This was a train of thought she would rather not indulge in, especially not after just having confided in Morita that morning. She focused her attention on Nomiya-san; something about the relaxed manner in which he was studying her artistic pieces soothed her. She smiled slightly and walked up to where he was standing. He was staring curiously at the only colourful item on display—a tall, narrow vase with numerous sunflowers, white lilies and red roses painted on it.

"Yamada-san paints too?" The surprise in his voice was evident.

"Not at all. A friend of mine is a very talented painter." Hagu-chan had taken a liking to that particular vase and had shyly asked her if she could be allowed to paint on it. Yamada had been more than happy to oblige. She made a mental note to drop it off at Hanamoto-sensei's on her way back home. Somehow, the thought of selling this vase did not appeal to her. It belonged with Hagu-chan.

"I wonder if Yamada-san's friend would be willing to paint a few more?" He seemed to be talking to himself.

"I'm afraid not. She's quite busy at the moment." There was no way she was asking Hagu-chan for help. The poor girl was already under a lot of pressure. Yamada hardly ever saw her anymore. Every time she visited Hanamoto-sensei, Hagu was in her room, with her door closed. Yamada knew that meant she was painting—and obviously did not want to be disturbed.

She must have said a little more sharply than she had intended to—she was fiercely protective of Hagu-chan that way, even when it came to something so insignificant—because he gazed into her face longer than necessary, as if searching for an explanation. She chose not to elaborate, however, and deliberately changed the topic, "I've added a few more to the collection since the last time we met. Perhaps Nomiya-san would like to see them?" Without waiting for an answer, she led him to a long table, slightly removed from all the other furniture, on which she had placed quite a number of earthenware—all of which had the Fujiwara Design logo engraved at the base.

She waited, feeling strangely nervous, while he inspected each and every item silently. When he finally looked up at her, he was smiling. "These are wonderful, Yamada-san. I cannot thank you enough." The sincerity in his voice made her glow with pride. This was the first time that someone outside her circle of family and friends was acknowledging her talent.

"I enjoyed working on this project, Nomiya-san. I should be the one thanking you." She murmured, feeling strangely embarrassed. She was not used to gratitude, she decided. And she definitely did not know how to take a compliment.
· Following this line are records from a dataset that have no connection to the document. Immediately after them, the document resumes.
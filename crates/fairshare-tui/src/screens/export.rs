//! Export screen — CSV report downloads.

use color_eyre::eyre::Result;
use crossterm::event::{KeyCode, KeyEvent};
use ratatui::Frame;
use ratatui::layout::{Constraint, Layout, Rect};
use ratatui::style::Style;
use ratatui::text::{Line, Span};
use ratatui::widgets::{Block, BorderType, Borders, Paragraph};
use tui_input::Input;
use tui_input::backend::crossterm::EventHandler;

use fairshare_core::ExportKind;

use crate::action::Action;
use crate::component::Component;
use crate::theme;
use crate::widgets::sub_tabs;

/// Fallback window when the input is left empty: alert reports are
/// row-limited, the rest are hour-limited.
fn default_window(kind: ExportKind) -> u32 {
    match kind {
        ExportKind::Alerts => 100,
        _ => 24,
    }
}

pub struct ExportScreen {
    focused: bool,
    kind_index: usize,
    window: Input,
}

impl ExportScreen {
    pub fn new() -> Self {
        Self {
            focused: false,
            kind_index: 0,
            window: Input::default(),
        }
    }

    fn kind(&self) -> ExportKind {
        ExportKind::ALL[self.kind_index]
    }

    fn window_value(&self) -> Option<u32> {
        let raw = self.window.value().trim();
        if raw.is_empty() {
            Some(default_window(self.kind()))
        } else {
            raw.parse().ok()
        }
    }
}

impl Component for ExportScreen {
    fn handle_key_event(&mut self, key: KeyEvent) -> Result<Option<Action>> {
        match key.code {
            KeyCode::Right | KeyCode::Char('l') => {
                self.kind_index = (self.kind_index + 1) % ExportKind::ALL.len();
                Ok(None)
            }
            KeyCode::Left | KeyCode::Char('h') => {
                self.kind_index =
                    (self.kind_index + ExportKind::ALL.len() - 1) % ExportKind::ALL.len();
                Ok(None)
            }
            KeyCode::Enter => match self.window_value() {
                Some(window) if window > 0 => Ok(Some(Action::StartExport {
                    kind: self.kind(),
                    window,
                })),
                _ => Ok(Some(Action::notify_error(format!(
                    "'{}' is not a valid window",
                    self.window.value()
                )))),
            },
            // Digits go into the window buffer; everything else is ignored.
            KeyCode::Char(c) if c.is_ascii_digit() => {
                self.window
                    .handle_event(&crossterm::event::Event::Key(key));
                Ok(None)
            }
            KeyCode::Backspace => {
                self.window
                    .handle_event(&crossterm::event::Event::Key(key));
                Ok(None)
            }
            _ => Ok(None),
        }
    }

    fn render(&self, frame: &mut Frame, area: Rect) {
        let block = Block::default()
            .title(" Export Reports ")
            .title_style(theme::title_style())
            .borders(Borders::ALL)
            .border_type(BorderType::Rounded)
            .border_style(if self.focused {
                theme::border_focused()
            } else {
                theme::border_default()
            });
        let inner = block.inner(area);
        frame.render_widget(block, area);

        let layout = Layout::vertical([
            Constraint::Length(2), // kind tabs
            Constraint::Length(2), // window input
            Constraint::Min(1),    // description
            Constraint::Length(1), // hints
        ])
        .split(inner);

        let labels = ["Bandwidth", "Clients", "Alerts", "Full report"];
        frame.render_widget(
            Paragraph::new(sub_tabs::render_sub_tabs(&labels, self.kind_index)),
            layout[0],
        );

        let window_label = if self.kind() == ExportKind::Alerts {
            "Rows"
        } else {
            "Hours"
        };
        let window_display = if self.window.value().is_empty() {
            format!("{} (default)", default_window(self.kind()))
        } else {
            self.window.value().to_owned()
        };
        frame.render_widget(
            Paragraph::new(Line::from(vec![
                Span::styled(
                    format!("  {window_label}: "),
                    Style::default().fg(theme::DIM_WHITE),
                ),
                Span::styled(window_display, Style::default().fg(theme::ACCENT_BLUE)),
            ])),
            layout[1],
        );

        let description = match self.kind() {
            ExportKind::Bandwidth => "  Per-sample upload/download rates over the window.",
            ExportKind::Clients => "  Current clients with priorities and allocations.",
            ExportKind::Alerts => "  Most recent usage alerts, newest first.",
            ExportKind::FullReport => "  Combined bandwidth, client, and alert report.",
        };
        frame.render_widget(
            Paragraph::new(description).style(Style::default().fg(theme::DIM_WHITE)),
            layout[2],
        );

        let hints = Line::from(vec![
            Span::styled("  ←/→ ", theme::key_hint_key()),
            Span::styled("report kind  ", theme::key_hint()),
            Span::styled("0-9 ", theme::key_hint_key()),
            Span::styled("window  ", theme::key_hint()),
            Span::styled("Enter ", theme::key_hint_key()),
            Span::styled("download", theme::key_hint()),
        ]);
        frame.render_widget(Paragraph::new(hints), layout[3]);
    }

    fn set_focused(&mut self, focused: bool) {
        self.focused = focused;
    }
}
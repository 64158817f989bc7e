//! Screen implementations. Each screen is a top-level Component.

mod clients;
mod export;
mod overview;
mod router;
mod traffic;

pub use clients::ClientsScreen;
pub use export::ExportScreen;
pub use overview::OverviewScreen;
pub use router::RouterScreen;
pub use traffic::TrafficScreen;

use crate::component::Component;
use crate::screen::ScreenId;

/// Instantiate every screen, keyed by its [`ScreenId`].
pub fn create_screens() -> Vec<(ScreenId, Box<dyn Component>)> {
    vec![
        (ScreenId::Overview, Box::new(OverviewScreen::new())),
        (ScreenId::Clients, Box::new(ClientsScreen::new())),
        (ScreenId::Traffic, Box::new(TrafficScreen::new())),
        (ScreenId::Router, Box::new(RouterScreen::new())),
        (ScreenId::Export, Box::new(ExportScreen::new())),
    ]
}
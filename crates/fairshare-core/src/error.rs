// ── Core error types ──
//
// User-facing errors from fairshare-core. Consumers never see HTTP
// status codes or JSON parse failures directly; the From impl
// translates transport-layer errors into domain-appropriate variants.

use thiserror::Error;

/// Unified error type for the core crate.
#[derive(Debug, Error)]
pub enum CoreError {
    // ── Connection errors ────────────────────────────────────────────
    #[error("Cannot reach backend at {url}: {reason}")]
    ConnectionFailed { url: String, reason: String },

    #[error("Backend request timed out")]
    Timeout,

    // ── Operation errors ─────────────────────────────────────────────
    #[error("{message}")]
    Rejected { message: String },

    #[error("Not found: {what}")]
    NotFound { what: String },

    // ── API errors (wrapped, not exposed raw) ────────────────────────
    #[error("Backend error: {message}")]
    Api {
        message: String,
        status: Option<u16>,
    },

    // ── Configuration errors ─────────────────────────────────────────
    #[error("Configuration error: {message}")]
    Config { message: String },

    // ── Internal errors ──────────────────────────────────────────────
    #[error("Internal error: {0}")]
    Internal(String),
}

// ── Conversion from transport-layer errors ───────────────────────────

impl From<fairshare_api::Error> for CoreError {
    fn from(err: fairshare_api::Error) -> Self {
        match err {
            fairshare_api::Error::Transport(ref e) => {
                if e.is_timeout() {
                    CoreError::Timeout
                } else if e.is_connect() {
                    CoreError::ConnectionFailed {
                        url: e
                            .url()
                            .map(ToString::to_string)
                            .unwrap_or_else(|| "<unknown>".into()),
                        reason: e.to_string(),
                    }
                } else {
                    CoreError::Api {
                        message: e.to_string(),
                        status: e.status().map(|s| s.as_u16()),
                    }
                }
            }
            fairshare_api::Error::InvalidUrl(e) => CoreError::Config {
                message: format!("Invalid URL: {e}"),
            },
            fairshare_api::Error::Http { status: 404, body: _ } => CoreError::NotFound {
                what: "resource".into(),
            },
            fairshare_api::Error::Http { status, body: _ } => CoreError::Api {
                message: format!("HTTP {status}"),
                status: Some(status),
            },
            fairshare_api::Error::Rejected { message } => CoreError::Rejected { message },
            fairshare_api::Error::Deserialization { message, body: _ } => {
                CoreError::Internal(format!("Deserialization error: {message}"))
            }
            fairshare_api::Error::Io(e) => CoreError::Internal(format!("IO error: {e}")),
        }
    }
}
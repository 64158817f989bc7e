//! Wire DTO -> domain conversions.

use fairshare_api::models::{ClientDto, HistoryDto, RouterInfoDto, StatusDto};

use crate::model::{
    ClientRecord, HistorySeries, NetworkStats, RouterInfo, RouterMode, StatusSnapshot,
};

impl From<StatusDto> for StatusSnapshot {
    fn from(dto: StatusDto) -> Self {
        Self {
            total_clients: dto.total_clients,
            network_stats: NetworkStats {
                sent: dto.network_stats.sent,
                recv: dto.network_stats.recv,
            },
            total_bandwidth: dto.total_bandwidth,
        }
    }
}

impl From<ClientDto> for ClientRecord {
    fn from(dto: ClientDto) -> Self {
        Self {
            ip: dto.ip,
            friendly_name: dto.friendly_name,
            icon: dto.icon,
            priority: dto.priority,
            usage: dto.usage,
            allocated: dto.allocated,
            usage_percent: dto.usage_percent,
        }
    }
}

impl From<HistoryDto> for HistorySeries {
    fn from(dto: HistoryDto) -> Self {
        // Goes through the constructor so ragged arrays get truncated.
        Self::new(dto.time, dto.upload, dto.download)
    }
}

impl From<RouterInfoDto> for RouterInfo {
    fn from(dto: RouterInfoDto) -> Self {
        Self {
            ip: dto.ip,
            kind: dto.kind.unwrap_or_else(|| "unknown".to_string()),
            mode: dto
                .mode
                .as_deref()
                .map_or_else(RouterMode::default, RouterMode::parse),
            status: dto.status.unwrap_or_else(|| "unknown".to_string()),
            admin: dto.admin,
        }
    }
}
He waved aside her gratitude but smiled down at her good-naturedly. Nomiya-san was always smiling, she realised. He exuded a calm, confident aura that was quite charming. He was also so pleasant that it was impossible to not let your guard down around him. She felt herself relaxing in spite of herself and the smile she returned was neither watery nor weak. Nomiya-san was a nice change, she decided. Granted, he was Mayama's boss and continuing to work with him would mean continuing to be in closer proximity to Mayama. But she preferred not to think about that either.

There were so many thoughts that she tried to shut out, but she only succeeded in locking them up in a deep, dark corner of her mind. Eventually, they would all spill out and consume her and that's when depression would truly hit her. She would spend the day in bed, alternating between sobbing and drifting in and out of a dreamless sleep. She sighed. Nothing that was happening to her was new, to be honest. She had been in this place before and she had handled the situation no differently. It was despairing to know that she would continue to be a part of this vicious circle. Was there really no way out of it?

"Yamada-san." She looked up, startled. What did it say about her, if she managed to lose herself in her thoughts when she had company? It was different with Morita—she had known the guy for just as long as she had known Mayama. But this was Nomiya-san – her employer, in the loose sense of the term. Someone she had business relations with. She murmured an apology and focused on his face. It was devoid of emotion but when he spoke, his voice seemed gentler than usual, "Would you like to have dinner with me this Saturday?"

She walked briskly as she neared the boys' apartment complex. She was carrying some of Morita's favourite dessert—she had no clue if he would even be at home. That was Morita for you. Despite knowing him for years, there was just no way of guessing when he would have to leave "for a short while". But she had wanted to thank him for this morning. She figured that food was a better way of expressing her thanks than words, at least when it came to Morita. Takemoto could receive it for her if he wasn't around.

There was no need to worry about Mayama being present. She knew his schedule like the back of her hand and today was Thursday. Thursdays had Mayama working late into the night. She opened the door to the common room, relieved that—

He was lying on the floor, staring at his uplifted hand that held (as usual) a cigarette. She knew just from his posture that he was thinking about Harada-san. Irritation coursed through her. She had been looking forward to a whole day without him—why did he have to ruin it? She was quite aware of the fact that just his expression would finish her off. Her night would be spent wondering about what had happened between him and Harada-san recently that had brought that look to his face.

The irritation turned to anger. It was time she started to assign some of the blame to him. It was his fault that she was in this state—she had no idea where she was going with that. She let the door slam shut behind her. He didn't even flinch at the sound. "Why do you keep doing this?" She spat out the words. "Why don't you just tell her how you feel?"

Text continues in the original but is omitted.